Within the entries below, find the lines that hold "spawned" and report only how many there are.

Stored data entries:
=-=-=-=-=
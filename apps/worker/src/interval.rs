//! Human readable intervals for periodic templates
//!
//! An interval is a comma separated sum of terms; each term is a product of
//! numbers and units separated by spaces or `*`:
//!
//! ```text
//! "2 hours"            7200
//! "1 day, 30 minutes"  88200
//! "3*hours"            10800
//! "90m"                5400
//! ```

use crate::error::{WorkerError, WorkerResult};

fn unit_seconds(unit: &str) -> Option<f64> {
    let seconds = match unit.to_lowercase().as_str() {
        "s" | "sec" | "secs" | "second" | "seconds" => 1,
        "m" | "min" | "mins" | "minute" | "minutes" => 60,
        "h" | "hr" | "hrs" | "hour" | "hours" => 3600,
        "d" | "day" | "days" => 86_400,
        "w" | "week" | "weeks" => 604_800,
        "month" | "months" => 2_592_000,
        "y" | "year" | "years" => 31_536_000,
        _ => return None,
    };
    Some(seconds as f64)
}

/// Split `"90m"` into `["90", "m"]`; other tokens pass through
fn split_glued(token: &str) -> Vec<&str> {
    let boundary = token
        .char_indices()
        .find(|(_, c)| !(c.is_ascii_digit() || *c == '.'))
        .map(|(i, _)| i);
    match boundary {
        Some(i) if i > 0 => vec![&token[..i], &token[i..]],
        _ => vec![token],
    }
}

fn parse_term(term: &str, raw: &str) -> WorkerResult<f64> {
    let mut product = 1.0;
    let mut factors = 0;
    for token in term
        .split(|c: char| c.is_whitespace() || c == '*')
        .filter(|t| !t.is_empty())
        .flat_map(split_glued)
    {
        let factor = match token.parse::<f64>() {
            Ok(number) if number.is_finite() && number >= 0.0 => number,
            Ok(_) => return Err(WorkerError::InvalidInterval(raw.to_string())),
            Err(_) => unit_seconds(token)
                .ok_or_else(|| WorkerError::InvalidInterval(raw.to_string()))?,
        };
        product *= factor;
        factors += 1;
    }
    if factors == 0 {
        return Err(WorkerError::InvalidInterval(raw.to_string()));
    }
    Ok(product)
}

/// Parse an interval into seconds, reporting malformed input
pub fn try_parse_interval(raw: &str) -> WorkerResult<u64> {
    let mut total = 0.0;
    for term in raw.split(',').map(str::trim).filter(|t| !t.is_empty()) {
        total += parse_term(term, raw)?;
    }
    Ok(total.round() as u64)
}

/// Parse an interval into seconds
///
/// Unparsable input yields 0, which the scheduler treats as never due.
pub fn parse_interval(raw: &str) -> u64 {
    try_parse_interval(raw).unwrap_or(0)
}
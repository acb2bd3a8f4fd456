//! `librarian daemon` - Daemon management commands

use std::path::PathBuf;
use std::process::{Command, Stdio};
use std::time::Duration;

use anyhow::{anyhow, Result};
use clap::Subcommand;
use serde_json::json;

use crate::client::ControlClient;
use crate::exit_error::{ExitError, EXIT_FAILURE, EXIT_NOT_RUNNING};
use crate::output::{format_or_json, status_lines, OutputFormat};

/// Daemon binary installed next to the CLI
pub const DAEMON_BINARY: &str = "librarian-daemon";

/// How long `daemon start` waits for the liveness probe
const START_TIMEOUT: Duration = Duration::from_secs(10);
const START_POLL: Duration = Duration::from_millis(100);

#[derive(Subcommand, Debug)]
pub enum DaemonCommand {
    /// Start the daemon (background unless --foreground)
    Start {
        /// Run in the foreground (useful for debugging)
        #[arg(long)]
        foreground: bool,
    },
    /// Cancel every job and stop the daemon
    Stop,
    /// Show running, queued and finished jobs
    Status,
    /// Re-read periodic templates
    Reload,
    /// Cancel a job, or every job with `--jid all`
    Kill {
        /// Job id, requested id, or `all`
        #[arg(long)]
        jid: String,
    },
}

pub async fn daemon(command: DaemonCommand, client: &ControlClient, format: OutputFormat) -> Result<()> {
    match command {
        DaemonCommand::Start { foreground } => start(client, foreground).await,
        DaemonCommand::Stop => stop(client, format).await,
        DaemonCommand::Status => status(client, format).await,
        DaemonCommand::Reload => reload(client, format).await,
        DaemonCommand::Kill { jid } => kill(client, &jid, format).await,
    }
}

async fn start(client: &ControlClient, foreground: bool) -> Result<()> {
    let daemon_path = find_daemon_binary()?;

    if foreground {
        let status = Command::new(&daemon_path).status()?;
        if !status.success() {
            return Err(ExitError::new(
                status.code().unwrap_or(EXIT_FAILURE),
                format!("Daemon exited with {}", status),
            )
            .into());
        }
        return Ok(());
    }

    if client.is_alive().await {
        println!("Daemon already running at {}", client.base_url());
        return Ok(());
    }

    let mut child = Command::new(&daemon_path)
        .stdin(Stdio::null())
        .stdout(Stdio::null())
        .stderr(Stdio::inherit())
        .spawn()
        .map_err(|e| anyhow!("Failed to spawn {}: {}", daemon_path.display(), e))?;

    let deadline = tokio::time::Instant::now() + START_TIMEOUT;
    loop {
        // A daemon that refuses to start (bind without tokens, bad config) exits
        if let Some(status) = child.try_wait()? {
            return Err(ExitError::new(
                status.code().filter(|c| *c != 0).unwrap_or(EXIT_FAILURE),
                format!("Daemon failed to start ({})", status),
            )
            .into());
        }
        if client.is_alive().await {
            println!("Daemon started (pid {}) at {}", child.id(), client.base_url());
            return Ok(());
        }
        if tokio::time::Instant::now() >= deadline {
            return Err(ExitError::new(
                EXIT_FAILURE,
                format!(
                    "Daemon did not answer at {} within {}s",
                    client.base_url(),
                    START_TIMEOUT.as_secs()
                ),
            )
            .into());
        }
        tokio::time::sleep(START_POLL).await;
    }
}

async fn stop(client: &ControlClient, format: OutputFormat) -> Result<()> {
    let summary = match client.stop().await {
        Ok(summary) => summary,
        Err(e) if e.is_not_running() => return print_not_running(format),
        Err(e) => return Err(e.into()),
    };
    format_or_json(format, &summary, || {
        println!("Daemon stopping ({} job(s) cancelled)", summary.cancelled)
    })
}

async fn status(client: &ControlClient, format: OutputFormat) -> Result<()> {
    let status = match client.status().await {
        Ok(status) => status,
        Err(e) if e.is_not_running() => {
            print_not_running(format)?;
            return Err(ExitError::new(EXIT_NOT_RUNNING, String::new()).into());
        }
        Err(e) => return Err(e.into()),
    };
    format_or_json(format, &status, || {
        for line in status_lines(&status) {
            println!("{}", line);
        }
    })
}

async fn reload(client: &ControlClient, format: OutputFormat) -> Result<()> {
    let summary = client.reload().await?;
    format_or_json(format, &summary, || {
        println!(
            "Templates reloaded ({} dropped, {} loaded)",
            summary.dropped,
            summary.loaded.len()
        );
        for problem in &summary.errors {
            let template = problem.get("template").and_then(|v| v.as_str()).unwrap_or("?");
            let error = problem.get("error").and_then(|v| v.as_str()).unwrap_or("");
            println!("  {}: {}", template, error);
        }
    })?;
    if summary.errors.is_empty() {
        Ok(())
    } else {
        Err(ExitError::new(EXIT_FAILURE, String::new()).into())
    }
}

async fn kill(client: &ControlClient, jid: &str, format: OutputFormat) -> Result<()> {
    let summary = client.kill(jid).await?;
    format_or_json(format, &summary, || {
        println!("Killed {} job(s)", summary.killed)
    })
}

fn print_not_running(format: OutputFormat) -> Result<()> {
    let obj = json!({ "status": "not_running" });
    format_or_json(format, &obj, || println!("Daemon not running"))
}

/// Locate the daemon binary, preferring the CLI's own directory
pub fn find_daemon_binary() -> Result<PathBuf> {
    if let Some(dir) = std::env::current_exe()
        .ok()
        .and_then(|exe| exe.parent().map(PathBuf::from))
    {
        let sibling = dir.join(DAEMON_BINARY);
        if sibling.exists() {
            return Ok(sibling);
        }
    }

    let on_path = std::env::var_os("PATH").and_then(|paths| {
        std::env::split_paths(&paths)
            .map(|dir| dir.join(DAEMON_BINARY))
            .find(|candidate| candidate.exists())
    });
    on_path.ok_or_else(|| anyhow!("{} not found next to the CLI or on PATH", DAEMON_BINARY))
}
//! Job records and the job status state machine
//!
//! A [`Job`] is created by `Daemon::enqueue`, moves at most once through
//! `queued -> running -> {finished | failed | cancelled}` and stays in the
//! registry after completion so it can still be inspected.

use std::collections::BTreeMap;
use std::sync::Arc;

use chrono::{DateTime, Utc};
use parking_lot::Mutex;
use serde::{Deserialize, Serialize};
use tokio::sync::watch;
use tokio::task::JoinHandle;

use crate::notifications::NotificationBuffer;

/// Queue used when a submission does not name one
pub const DEFAULT_QUEUE: &str = "default";

/// Error recorded on jobs stopped through `kill`
pub const CANCELLED_ERROR: &str = "Cancelled";

/// Normalize a queue name to lowercase alphanumerics and underscores
pub fn normalize_queue(name: Option<&str>) -> String {
    let raw = name
        .map(str::trim)
        .filter(|s| !s.is_empty())
        .unwrap_or(DEFAULT_QUEUE);

    raw.chars()
        .map(|c| {
            if c.is_ascii_alphanumeric() {
                c.to_ascii_lowercase()
            } else {
                '_'
            }
        })
        .collect()
}

/// Lifecycle state of a job
#[derive(Debug, Clone, Copy, PartialEq, Eq, Hash, Serialize, Deserialize)]
#[serde(rename_all = "lowercase")]
pub enum JobStatus {
    /// Waiting for a queue permit and a pool slot
    Queued,
    /// Currently executing
    Running,
    /// Command returned successfully
    Finished,
    /// Command returned an error
    Failed,
    /// Stopped through `kill`
    Cancelled,
}

impl JobStatus {
    /// Check if no further transition is possible
    pub fn is_terminal(&self) -> bool {
        matches!(self, Self::Finished | Self::Failed | Self::Cancelled)
    }

    fn rank(&self) -> u8 {
        match self {
            Self::Queued => 0,
            Self::Running => 1,
            Self::Finished | Self::Failed | Self::Cancelled => 2,
        }
    }

    /// Check whether moving to `next` keeps the lifecycle monotonic
    pub fn can_transition_to(&self, next: JobStatus) -> bool {
        !self.is_terminal() && next.rank() > self.rank()
    }
}

impl std::fmt::Display for JobStatus {
    fn fmt(&self, f: &mut std::fmt::Formatter<'_>) -> std::fmt::Result {
        let label = match self {
            Self::Queued => "queued",
            Self::Running => "running",
            Self::Finished => "finished",
            Self::Failed => "failed",
            Self::Cancelled => "cancelled",
        };
        f.write_str(label)
    }
}

/// Execution flags inherited by a job and its children
#[derive(Debug, Clone, Default, PartialEq, Serialize, Deserialize)]
pub struct EnvFlags {
    /// Verbose command output
    #[serde(default)]
    pub debug: bool,

    /// Dry run: commands must not change anything
    #[serde(default)]
    pub pretend: bool,

    /// Suppress email delivery for this job tree
    #[serde(default)]
    pub no_email: bool,

    /// Any other flag a command may consult
    #[serde(default, flatten)]
    pub extra: BTreeMap<String, serde_json::Value>,
}

impl EnvFlags {
    /// Combine inherited flags with per-submission overrides
    ///
    /// Boolean flags are sticky: a child can turn them on but never off.
    pub fn merged(&self, overrides: &EnvFlags) -> EnvFlags {
        let mut extra = self.extra.clone();
        extra.extend(overrides.extra.clone());
        EnvFlags {
            debug: self.debug || overrides.debug,
            pretend: self.pretend || overrides.pretend,
            no_email: self.no_email || overrides.no_email,
            extra,
        }
    }
}

/// Read-only view used by the status snapshot
///
/// `status()` is read exactly once per job by the snapshot algorithm.
pub trait JobView {
    fn id(&self) -> &str;
    fn queue(&self) -> &str;
    fn task(&self) -> &str;
    fn status(&self) -> JobStatus;
}

#[derive(Debug)]
struct JobState {
    status: JobStatus,
    started_at: Option<DateTime<Utc>>,
    finished_at: Option<DateTime<Utc>>,
    error: Option<String>,
    output: Vec<String>,
    children_ids: Vec<String>,
    attempts: u32,
    worker: Option<JoinHandle<()>>,
}

/// Unit of scheduled work
#[derive(Debug)]
pub struct Job {
    pub id: String,
    pub queue: String,
    pub task: String,
    pub args: Vec<String>,
    pub client: String,
    pub parent_id: Option<String>,
    /// Runs inline on its parent's execution unit instead of a pool slot
    pub child: bool,
    pub capture_output: bool,
    pub env_flags: EnvFlags,
    pub max_retries: u32,
    pub created_at: DateTime<Utc>,
    /// Write notifications straight into the parent's buffer
    pub(crate) inherit_notifications: bool,
    /// Parent's execution-local values at submission time
    pub(crate) seed_locals: BTreeMap<String, serde_json::Value>,
    pub(crate) sequence: u64,
    pub(crate) notifications: Arc<Mutex<NotificationBuffer>>,
    state: Mutex<JobState>,
    status_tx: watch::Sender<JobStatus>,
}

impl Job {
    /// Create a queued job
    pub fn new(
        id: impl Into<String>,
        queue: impl Into<String>,
        args: Vec<String>,
        client: impl Into<String>,
    ) -> Self {
        let (status_tx, _) = watch::channel(JobStatus::Queued);
        let task = default_task(&args);
        Self {
            id: id.into(),
            queue: queue.into(),
            task,
            args,
            client: client.into(),
            parent_id: None,
            child: false,
            capture_output: false,
            env_flags: EnvFlags::default(),
            max_retries: 0,
            created_at: Utc::now(),
            inherit_notifications: false,
            seed_locals: BTreeMap::new(),
            sequence: 0,
            notifications: Arc::new(Mutex::new(NotificationBuffer::default())),
            state: Mutex::new(JobState {
                status: JobStatus::Queued,
                started_at: None,
                finished_at: None,
                error: None,
                output: Vec::new(),
                children_ids: Vec::new(),
                attempts: 0,
                worker: None,
            }),
            status_tx,
        }
    }

    /// Set a human readable task label
    pub fn with_task(mut self, task: impl Into<String>) -> Self {
        self.task = task.into();
        self
    }

    /// Link the job to the job that spawned it
    pub fn with_parent(mut self, parent_id: impl Into<String>) -> Self {
        self.parent_id = Some(parent_id.into());
        self
    }

    /// Mark the job as running inline on its parent's execution unit
    pub fn inline(mut self, inline: bool) -> Self {
        self.child = inline;
        self
    }

    /// Buffer output lines for later retrieval
    pub fn capturing(mut self, capture: bool) -> Self {
        self.capture_output = capture;
        self
    }

    /// Set inherited execution flags
    pub fn with_env(mut self, env_flags: EnvFlags) -> Self {
        self.env_flags = env_flags;
        self
    }

    /// Allow failed attempts to be retried
    pub fn with_max_retries(mut self, max_retries: u32) -> Self {
        self.max_retries = max_retries;
        self
    }

    pub(crate) fn with_seed_locals(mut self, locals: BTreeMap<String, serde_json::Value>) -> Self {
        self.seed_locals = locals;
        self
    }

    pub(crate) fn inheriting_notifications(mut self, inherit: bool) -> Self {
        self.inherit_notifications = inherit;
        self
    }

    pub(crate) fn with_sequence(mut self, sequence: u64) -> Self {
        self.sequence = sequence;
        self
    }

    /// Current status, read once under the state lock
    pub fn status(&self) -> JobStatus {
        self.state.lock().status
    }

    pub fn started_at(&self) -> Option<DateTime<Utc>> {
        self.state.lock().started_at
    }

    pub fn finished_at(&self) -> Option<DateTime<Utc>> {
        self.state.lock().finished_at
    }

    pub fn error(&self) -> Option<String> {
        self.state.lock().error.clone()
    }

    pub fn attempts(&self) -> u32 {
        self.state.lock().attempts
    }

    /// Captured output lines
    pub fn output(&self) -> Vec<String> {
        self.state.lock().output.clone()
    }

    pub fn children_ids(&self) -> Vec<String> {
        self.state.lock().children_ids.clone()
    }

    /// Check whether an execution unit is still attached to the job
    pub fn has_worker(&self) -> bool {
        self.state.lock().worker.is_some()
    }

    /// Move to `next` if the lifecycle allows it
    ///
    /// Returns false when the transition would move backwards or leave a
    /// terminal state; the job is left untouched in that case.
    pub fn transition(&self, next: JobStatus, error: Option<String>) -> bool {
        let mut state = self.state.lock();
        if !state.status.can_transition_to(next) {
            return false;
        }
        Self::apply(&mut state, next, error);
        drop(state);
        self.status_tx.send_replace(next);
        true
    }

    fn apply(state: &mut JobState, next: JobStatus, error: Option<String>) {
        let now = Utc::now();
        state.status = next;
        if next == JobStatus::Running {
            state.started_at = Some(now);
        }
        if next.is_terminal() {
            state.finished_at = Some(now);
            state.error = error;
            state.worker = None;
        }
    }

    /// Cancel the job, detaching its execution unit
    ///
    /// Returns `None` when the job had already reached a terminal state,
    /// otherwise the detached worker handle (if one was attached).
    pub(crate) fn cancel(&self) -> Option<Option<JoinHandle<()>>> {
        let mut state = self.state.lock();
        if state.status.is_terminal() {
            return None;
        }
        let worker = state.worker.take();
        Self::apply(
            &mut state,
            JobStatus::Cancelled,
            Some(CANCELLED_ERROR.to_string()),
        );
        drop(state);
        self.status_tx.send_replace(JobStatus::Cancelled);
        Some(worker)
    }

    /// Mark the job running and attach the execution unit `spawn` creates
    ///
    /// Both happen under the state lock, so a concurrent `cancel` either sees
    /// the job still queued (and nothing is spawned) or sees the handle.
    pub(crate) fn start_with<F>(&self, spawn: F) -> bool
    where
        F: FnOnce() -> JoinHandle<()>,
    {
        let mut state = self.state.lock();
        if !state.status.can_transition_to(JobStatus::Running) {
            return false;
        }
        Self::apply(&mut state, JobStatus::Running, None);
        state.worker = Some(spawn());
        drop(state);
        self.status_tx.send_replace(JobStatus::Running);
        true
    }

    pub(crate) fn record_attempt(&self) -> u32 {
        let mut state = self.state.lock();
        state.attempts += 1;
        state.attempts
    }

    pub(crate) fn append_output(&self, line: impl Into<String>) {
        self.state.lock().output.push(line.into());
    }

    pub(crate) fn add_child(&self, child_id: &str) {
        let mut state = self.state.lock();
        if !state.children_ids.iter().any(|id| id == child_id) {
            state.children_ids.push(child_id.to_string());
        }
    }

    /// Wait until the job reaches a terminal state
    pub async fn wait_terminal(&self) -> JobStatus {
        let mut rx = self.status_tx.subscribe();
        loop {
            let status = *rx.borrow_and_update();
            if status.is_terminal() {
                return status;
            }
            if rx.changed().await.is_err() {
                return self.status();
            }
        }
    }

    /// Serializable record of the job without nested children
    pub fn record(&self) -> JobRecord {
        let state = self.state.lock();
        JobRecord {
            id: self.id.clone(),
            queue: self.queue.clone(),
            status: state.status,
            task: self.task.clone(),
            args: self.args.clone(),
            client: self.client.clone(),
            parent_id: self.parent_id.clone(),
            children_ids: state.children_ids.clone(),
            children: Vec::new(),
            child: self.child,
            created_at: self.created_at,
            started_at: state.started_at,
            finished_at: state.finished_at,
            error: state.error.clone(),
            attempts: state.attempts,
            output: self
                .capture_output
                .then(|| state.output.join("\n")),
        }
    }
}

impl JobView for Job {
    fn id(&self) -> &str {
        &self.id
    }

    fn queue(&self) -> &str {
        &self.queue
    }

    fn task(&self) -> &str {
        &self.task
    }

    fn status(&self) -> JobStatus {
        Job::status(self)
    }
}

/// Derive a task label from the command words
fn default_task(args: &[String]) -> String {
    let words: Vec<&str> = args.iter().take(2).map(String::as_str).collect();
    if words.is_empty() {
        "unnamed".to_string()
    } else {
        words.join(" ")
    }
}

/// Wire representation of a job
#[derive(Debug, Clone, Serialize, Deserialize)]
pub struct JobRecord {
    pub id: String,
    pub queue: String,
    pub status: JobStatus,
    pub task: String,
    pub args: Vec<String>,
    pub client: String,
    pub parent_id: Option<String>,
    pub children_ids: Vec<String>,
    pub children: Vec<JobRecord>,
    pub child: bool,
    pub created_at: DateTime<Utc>,
    pub started_at: Option<DateTime<Utc>>,
    pub finished_at: Option<DateTime<Utc>>,
    pub error: Option<String>,
    pub attempts: u32,
    #[serde(default, skip_serializing_if = "Option::is_none")]
    pub output: Option<String>,
}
=-=-=-=-=
Exercise result
2